Taking Note: Even if You First Succeed, Try Again!
One of my colleagues at the NEA, Bill O'Brien, is fond of saying that a key difference between art and science is that artists don't need to replicate their findings. This observation in turn recalls for me a quote by Philip Larkin: "Poetry is not like surgery, a technique that can be copied: every operation the poet performs is unique, and need never be done again."
But scientists, even those examining the impact of arts and culture, need validation of their work if it is to prove original or, better still, generalizable. Little over a month ago, Science magazine published a shocker by Brian Nosek, executive director of the University of Virginia’s Center for Open Science. Nosek and his research team tried to replicate 100 experimental and correlational studies whose findings had been published in three psychology journals.
The result? While 97 percent of the original studies showed statistically significant findings, only 36 percent of the replicated studies did. More damningly, the effect sizes (i.e., the relative strength of the phenomena being tested by the individual studies) for the replicated studies were only half of those in the original.
The single worst conclusion to draw is that the problem is somehow limited to psychological studies. Critics have long maintained that publication in peer-reviewed scientific journals is biased toward reporting only positive results, which tempts some researchers to dismiss or downplay counter-findings. This bias also discourages additional, time-consuming research to see whether initial results are reproducible.
Although behavioral and social scientists have not been alone in encountering these flaws, they have been among the most eloquent in combating them. (Brian Nosek is himself a psychologist.) Exactly three years before Nosek’s article appeared in Science, Nobel laureate and behavioral-economics superstar Daniel Kahneman chided researchers studying the phenomenon of “social priming” for not insisting on greater rigor. In an open letter, Kahneman wrote: “Your problem is not with the few people who have actively challenged the validity of some priming results. It is with the much larger population of colleagues who in the past accepted your surprising results as facts when they were published.”
“These people have attached a question mark to the field, and it is your responsibility to remove it,” he added, calling for a “daisy chain of labs” that would replicate results from social-priming studies.
But the most thorough and, in my opinion, elegant statement of the problem is a May 2015 report commissioned by the National Science Foundation from a group of behavioral and social scientists. The report distinguishes usefully among the virtues of reproducibility, replicability, and generalizability. It also identifies several “questionable research practices.” (Examples include: “failing to report analyses of all the measures collected in a study and describing only those that yield desired findings"; “deciding whether to collect more data after determining whether obtained results with a smaller sample document desired results”; and “reporting an unexpected finding as if it had been predicted a priori and thereby increasing its apparent plausibility.”)

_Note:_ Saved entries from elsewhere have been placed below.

pub mod engine;
pub mod feedback;
pub mod precipitation;
pub mod transport;
pub mod wind;

pub use engine::RulesEngine;

use crate::models::{EnvironmentSnapshot, WardrobeItem, WearLog};

/// Trait for situational penalty adjustments.
///
/// Each rule looks at one garment once per outing (not per hour) and returns
/// a penalty delta: positive makes the garment less attractive, negative is a
/// bonus.
pub trait PenaltyRule: Send + Sync {
    /// Unique identifier for this rule
    fn id(&self) -> &'static str;

    /// Human-readable name
    fn name(&self) -> &'static str;

    /// Penalty delta for `item` under `env`
    fn evaluate(&self, item: &WardrobeItem, env: &EnvironmentSnapshot, history: &[WearLog])
        -> f64;
}
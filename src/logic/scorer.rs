//! Cumulative discomfort penalty for a garment over an outing.
//!
//! Each hour of the window is compared against the garment's comfort band
//! after both have been adjusted: the band by the garment's own attributes,
//! the temperature by wind, humidity, sunshine, exertion, sensitivity and
//! season. Being underdressed costs more than being overdressed, and both
//! grow quadratically with the gap. Situational rules are then applied once.

use super::calculations::effective_temperature;
use super::rules::RulesEngine;
use crate::models::{
    ComfortProfile, EnvironmentSnapshot, GarmentCategory, Thickness, WardrobeItem, WearLog,
    NEUTRAL_WARMTH,
};

/// Band shift (°C) per warmth step away from neutral
pub const WARMTH_MIN_SHIFT: f64 = 3.0;
pub const WARMTH_MAX_SHIFT: f64 = 1.5;
pub const THICK_MIN_SHIFT: f64 = -3.0;
pub const THICK_MAX_SHIFT: f64 = -1.0;
pub const THIN_MIN_SHIFT: f64 = 3.0;
pub const THIN_MAX_SHIFT: f64 = 2.0;

pub const COLD_PENALTY_WEIGHT: f64 = 3.0;
pub const HEAT_PENALTY_WEIGHT: f64 = 2.0;
/// Raw temperature above which heavy categories are ruled out
pub const HEAT_DISQUALIFY_TEMP: f64 = 30.0;
pub const HEAT_DISQUALIFY_PENALTY: f64 = 5000.0;

#[derive(Debug, Clone, Copy, PartialEq)]
pub struct ComfortBand {
    pub min: f64,
    pub max: f64,
}

impl ComfortBand {
    /// The category band shifted by the garment's warmth, or by its thickness
    /// when no warmth level is recorded
    pub fn for_item(item: &WardrobeItem) -> Self {
        let profile = ComfortProfile::for_category(item.category_id);
        let (min_shift, max_shift) = match item.warmth {
            Some(warmth) => {
                let steps = f64::from(warmth) - f64::from(NEUTRAL_WARMTH);
                (-WARMTH_MIN_SHIFT * steps, -WARMTH_MAX_SHIFT * steps)
            }
            None => match item.thickness {
                Thickness::Thick => (THICK_MIN_SHIFT, THICK_MAX_SHIFT),
                Thickness::Normal => (0.0, 0.0),
                Thickness::Thin => (THIN_MIN_SHIFT, THIN_MAX_SHIFT),
            },
        };

        Self {
            min: profile.comfort_min + min_shift,
            max: profile.comfort_max + max_shift,
        }
    }

    /// Discomfort for one hour at `effective` °C
    pub fn penalty(&self, effective: f64) -> f64 {
        if effective < self.min {
            (self.min - effective).powi(2) * COLD_PENALTY_WEIGHT
        } else if effective > self.max {
            (effective - self.max).powi(2) * HEAT_PENALTY_WEIGHT
        } else {
            0.0
        }
    }
}

pub struct PenaltyScorer {
    rules: RulesEngine,
}

impl PenaltyScorer {
    pub fn new() -> Self {
        Self {
            rules: RulesEngine::new(),
        }
    }

    /// Hour-by-hour comfort penalty, before situational rules
    pub fn comfort_penalty(&self, item: &WardrobeItem, env: &EnvironmentSnapshot) -> f64 {
        let band = ComfortBand::for_item(item);
        let heavy = GarmentCategory::is_heavy(item.category_id);

        env.hourly_temps()
            .iter()
            .map(|&raw| {
                let mut penalty = band.penalty(effective_temperature(raw, env));
                if heavy && raw > HEAT_DISQUALIFY_TEMP {
                    penalty += HEAT_DISQUALIFY_PENALTY;
                }
                penalty
            })
            .sum()
    }

    /// Total penalty for wearing `item` during the outing; lower is better
    pub fn penalty(
        &self,
        item: &WardrobeItem,
        env: &EnvironmentSnapshot,
        history: &[WearLog],
    ) -> f64 {
        let comfort = self.comfort_penalty(item, env);
        let situational = self.rules.evaluate(item, env, history);

        tracing::debug!(
            item = %item.name,
            comfort,
            situational,
            adjustments = ?self.rules.breakdown(item, env, history),
            "Scored garment"
        );

        comfort + situational
    }
}

impl Default for PenaltyScorer {
    fn default() -> Self {
        Self::new()
    }
}
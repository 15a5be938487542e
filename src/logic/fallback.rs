use super::calculations::sensitivity_shift;
use crate::models::{GarmentCategory, UserType, WardrobeItem, CARDIGAN, CATEGORIES};

/// At or above this target only the lightest category makes sense
pub const LIGHTEST_ONLY_TEMP: f64 = 28.0;

/// Ideal category for a target temperature.
///
/// `outdoor_min` is the coldest hour adjusted for wind and sunshine only;
/// the wearer's sensitivity is applied here and nowhere upstream. Among categories whose band
/// holds the target, the one with the nearest midpoint wins (first on a tie).
/// When no band holds it, every category competes on midpoint distance.
pub fn synthesize_fallback(outdoor_min: f64, user_type: UserType) -> u8 {
    let target = outdoor_min + sensitivity_shift(user_type);
    if target >= LIGHTEST_ONLY_TEMP {
        return CARDIGAN;
    }

    let containing: Vec<&GarmentCategory> =
        CATEGORIES.iter().filter(|c| c.contains(target)).collect();
    let candidates: Vec<&GarmentCategory> = if containing.is_empty() {
        CATEGORIES.iter().collect()
    } else {
        containing
    };

    let mut best = candidates[0];
    let mut best_distance = (best.midpoint() - target).abs();
    for category in candidates.into_iter().skip(1) {
        let distance = (category.midpoint() - target).abs();
        if distance < best_distance {
            best = category;
            best_distance = distance;
        }
    }

    tracing::debug!(target, category = best.id, "Synthesized ideal category");
    best.id
}

/// Placeholder garment describing an ideal category the user may not own
pub fn ideal_garment(category_id: u8) -> WardrobeItem {
    let name = GarmentCategory::lookup(category_id)
        .map(|c| format!("Ideal: {}", c.name))
        .unwrap_or_else(|| "Ideal outer".to_string());

    WardrobeItem::new(format!("ideal-{}", category_id), category_id, name).with_color("#9ca3af")
}
use super::calculations::min_effective_temperature;
use super::rules::wind::STRONG_WIND_THRESHOLD;
use crate::models::{
    EnvironmentSnapshot, WardrobeItem, HEAVY_DOWN, NEUTRAL_WARMTH, THICK_BLOUSON, WOOL_COAT,
};

pub const DOWN_OUTER_BONUS: f64 = 10.0;
pub const HEAVY_OUTER_BONUS: f64 = 6.0;
pub const WARMTH_OUTER_BONUS: f64 = 2.0;

pub const HEAT_WARNING_TEMP: f64 = 30.0;
pub const WARM_DAY_TEMP: f64 = 25.0;
pub const LIGHT_INNER_MAX_TEMP: f64 = 13.0;
pub const LAYER_UP_TEMP: f64 = 5.0;
pub const LARGE_SWING: f64 = 10.0;

pub const INNER_HEAVY: &str = "Heat-retaining base layer with a thick knit";
pub const INNER_KNIT: &str = "Knit sweater or sweatshirt";
pub const INNER_LIGHT_KNIT: &str = "Shirt or light knit";
pub const INNER_LONG_SLEEVE: &str = "Long-sleeve tee or shirt";
pub const INNER_TEE: &str = "T-shirt or light undershirt";
pub const INNER_SHORT_SLEEVE: &str = "Short sleeves; skip the extra layers";

pub const ADVICE_HEAT: &str =
    "Heat warning: it will pass 30°C, so leave the outer at home when you are outdoors.";
pub const ADVICE_WARM: &str =
    "It gets warm; the outer is only for air-conditioned rooms or the evening.";
pub const ADVICE_LIGHT_INNER: &str =
    "The outer is warm enough on its own, so keep the inner layer light.";
pub const ADVICE_LAYER_UP: &str =
    "The outer alone won't be enough; layer up underneath.";
pub const ADVICE_UMBRELLA: &str = "Rain or snow is expected; bring an umbrella.";
pub const ADVICE_WIND: &str = "Strong wind will make it feel colder than the thermometer says.";
pub const ADVICE_SWING: &str =
    "Large temperature swing today; wear layers you can adjust.";
pub const ADVICE_NIGHT: &str = "It will be cold on the way back after dark.";
pub const ADVICE_DEFAULT: &str = "Comfortable all day. Enjoy your outing!";

#[derive(Debug, Clone, PartialEq)]
pub struct Advisory {
    pub inner: String,
    pub advice: String,
}

/// How many degrees warmer the outer runs than a neutral garment
pub fn outer_bonus(item: &WardrobeItem) -> f64 {
    let category = match item.category_id {
        HEAVY_DOWN => DOWN_OUTER_BONUS,
        THICK_BLOUSON | WOOL_COAT => HEAVY_OUTER_BONUS,
        _ => 0.0,
    };
    let warmth = item
        .warmth
        .map(|w| (f64::from(w) - f64::from(NEUTRAL_WARMTH)) * WARMTH_OUTER_BONUS)
        .unwrap_or(0.0);

    category + warmth
}

pub fn inner_layer(judge_temp: f64, max_temp: f64) -> &'static str {
    if max_temp >= HEAT_WARNING_TEMP {
        INNER_SHORT_SLEEVE
    } else if judge_temp < 3.0 {
        INNER_HEAVY
    } else if judge_temp < 8.0 {
        INNER_KNIT
    } else if judge_temp < 15.0 {
        INNER_LIGHT_KNIT
    } else if judge_temp < 22.0 {
        INNER_LONG_SLEEVE
    } else {
        INNER_TEE
    }
}

/// Inner-layer suggestion and advice for wearing `item` during the outing
pub fn advise(item: &WardrobeItem, env: &EnvironmentSnapshot) -> Advisory {
    let bonus = outer_bonus(item);
    let min_effective = min_effective_temperature(env);
    let max_temp = env.max_temp();

    let inner = inner_layer(min_effective + bonus, max_temp);

    let mut sentences: Vec<&str> = Vec::new();

    if max_temp >= HEAT_WARNING_TEMP {
        sentences.push(ADVICE_HEAT);
    } else if max_temp >= WARM_DAY_TEMP {
        sentences.push(ADVICE_WARM);
    } else if bonus >= HEAVY_OUTER_BONUS && max_temp > LIGHT_INNER_MAX_TEMP {
        sentences.push(ADVICE_LIGHT_INNER);
    } else if min_effective < LAYER_UP_TEMP && bonus < 3.0 {
        sentences.push(ADVICE_LAYER_UP);
    }

    if env.weather_code.is_bad_weather() && !item.has_hood {
        sentences.push(ADVICE_UMBRELLA);
    }
    if env.wind_speed >= STRONG_WIND_THRESHOLD {
        sentences.push(ADVICE_WIND);
    }
    if env.temp_swing() > LARGE_SWING {
        sentences.push(ADVICE_SWING);
    }
    if env.touches_night() {
        sentences.push(ADVICE_NIGHT);
    }

    let advice = if sentences.is_empty() {
        ADVICE_DEFAULT.to_string()
    } else {
        sentences.join(" ")
    };

    Advisory {
        inner: inner.to_string(),
        advice,
    }
}

#[cfg(test)]
mod tests {
    use super::*;
    use crate::models::Transport;

    fn env(temps: Vec<f64>, start: u32, end: u32) -> EnvironmentSnapshot {
        EnvironmentSnapshot::new(temps, start, end, 5)
            .unwrap()
            .with_weather_code(3)
    }

    #[test]
    fn outer_bonus_by_category_and_warmth() {
        assert_eq!(outer_bonus(&WardrobeItem::new("a", 1, "")), 10.0);
        assert_eq!(outer_bonus(&WardrobeItem::new("a", 2, "")), 6.0);
        assert_eq!(outer_bonus(&WardrobeItem::new("a", 6, "")), 6.0);
        assert_eq!(outer_bonus(&WardrobeItem::new("a", 8, "")), 0.0);
        assert_eq!(outer_bonus(&WardrobeItem::new("a", 1, "").with_warmth(5)), 14.0);
        assert_eq!(outer_bonus(&WardrobeItem::new("a", 5, "").with_warmth(1)), -4.0);
    }

    #[test]
    fn inner_thresholds() {
        assert_eq!(inner_layer(2.9, 10.0), INNER_HEAVY);
        assert_eq!(inner_layer(3.0, 10.0), INNER_KNIT);
        assert_eq!(inner_layer(8.0, 10.0), INNER_LIGHT_KNIT);
        assert_eq!(inner_layer(15.0, 20.0), INNER_LONG_SLEEVE);
        assert_eq!(inner_layer(22.0, 28.0), INNER_TEE);
        assert_eq!(inner_layer(5.0, 30.0), INNER_SHORT_SLEEVE);
    }

    #[test]
    fn mild_day_gets_default_advice() {
        let item = WardrobeItem::new("a", 4, "Parka");
        let advisory = advise(&item, &env(vec![16.0, 18.0, 19.0], 9, 11));
        assert_eq!(advisory.advice, ADVICE_DEFAULT);
        assert_eq!(advisory.inner, INNER_LONG_SLEEVE);
    }

    #[test]
    fn heat_warning_wins_over_warm_day() {
        let item = WardrobeItem::new("a", 8, "Cardigan");
        let advisory = advise(&item, &env(vec![27.0, 31.0], 12, 13));
        assert!(advisory.advice.starts_with(ADVICE_HEAT));
        assert!(!advisory.advice.contains(ADVICE_WARM));
        assert_eq!(advisory.inner, INNER_SHORT_SLEEVE);
    }

    #[test]
    fn warm_outer_on_mild_day() {
        let item = WardrobeItem::new("a", 6, "Wool coat");
        let advisory = advise(&item, &env(vec![10.0, 14.0], 9, 10));
        assert_eq!(advisory.advice, ADVICE_LIGHT_INNER);
    }

    #[test]
    fn thin_outer_on_cold_day() {
        let item = WardrobeItem::new("a", 5, "Blazer");
        let advisory = advise(&item, &env(vec![1.0, 4.0], 9, 10));
        assert_eq!(advisory.advice, ADVICE_LAYER_UP);
        assert_eq!(advisory.inner, INNER_HEAVY);
    }

    #[test]
    fn sentences_follow_priority_order() {
        let item = WardrobeItem::new("a", 5, "Blazer");
        let env = EnvironmentSnapshot::new(vec![2.0, 14.0], 7, 19, 11)
            .unwrap()
            .with_wind(6.0)
            .with_weather_code(61)
            .with_transport(Transport::Walk);

        let advice = advise(&item, &env).advice;
        let expected = [
            ADVICE_LAYER_UP,
            ADVICE_UMBRELLA,
            ADVICE_WIND,
            ADVICE_SWING,
            ADVICE_NIGHT,
        ]
        .join(" ");
        assert_eq!(advice, expected);
    }

    #[test]
    fn hood_skips_umbrella() {
        let item = WardrobeItem::new("a", 4, "Parka").with_hood(true);
        let env = env(vec![16.0, 18.0], 9, 10).with_weather_code(80);
        assert!(!advise(&item, &env).advice.contains(ADVICE_UMBRELLA));
    }
}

At this point, if you haven’t done so already, you will ask why such topics are being treated in an Art Works blog. Back in July, I used this space to examine the behavioral and social scientific (including economics) basis of many studies about the arts, and how new developments in the social sciences can have consequences for arts-related research. Attending to concerns about replicability will only improve the reliability and generalizability of studies about the arts. This becomes especially important when we begin to discuss the effects (or even correlations) observed in a study of the arts’ plausible benefits.
Partly to encourage more researchers to wade into arts-related data—even if study findings already have been widely reported—the NEA’s Office of Research & Analysis has established a National Archive of Data on Arts & Culture, and will upload datasets there annually. In addition, we ask applicants to our research grants program (Research: Art Works) to include a data management-and-sharing plan in their proposals to us, for the benefit of other researchers.
Academic researchers can be expected over time to conduct more replication studies if funders and journals demand it. But even when researchers do not seek government funding or journal publication—but rather are assisting arts organizations or agencies as internal or external consultants to study a program or intervention—caveats about generalizability are worth keeping in mind.
At a panel event celebrating the NEA’s 50th anniversary, Chairman Jane Chu remarked that she’s visited 96 communities in 31 states since arriving at the agency in the summer of 2014. The first thing she learns with every new visit, she said, is how every community is different; no two are alike. We researchers would do well to remember this when aggregating, analyzing, and reporting data about the arts’ relationships to individual and community-level variables.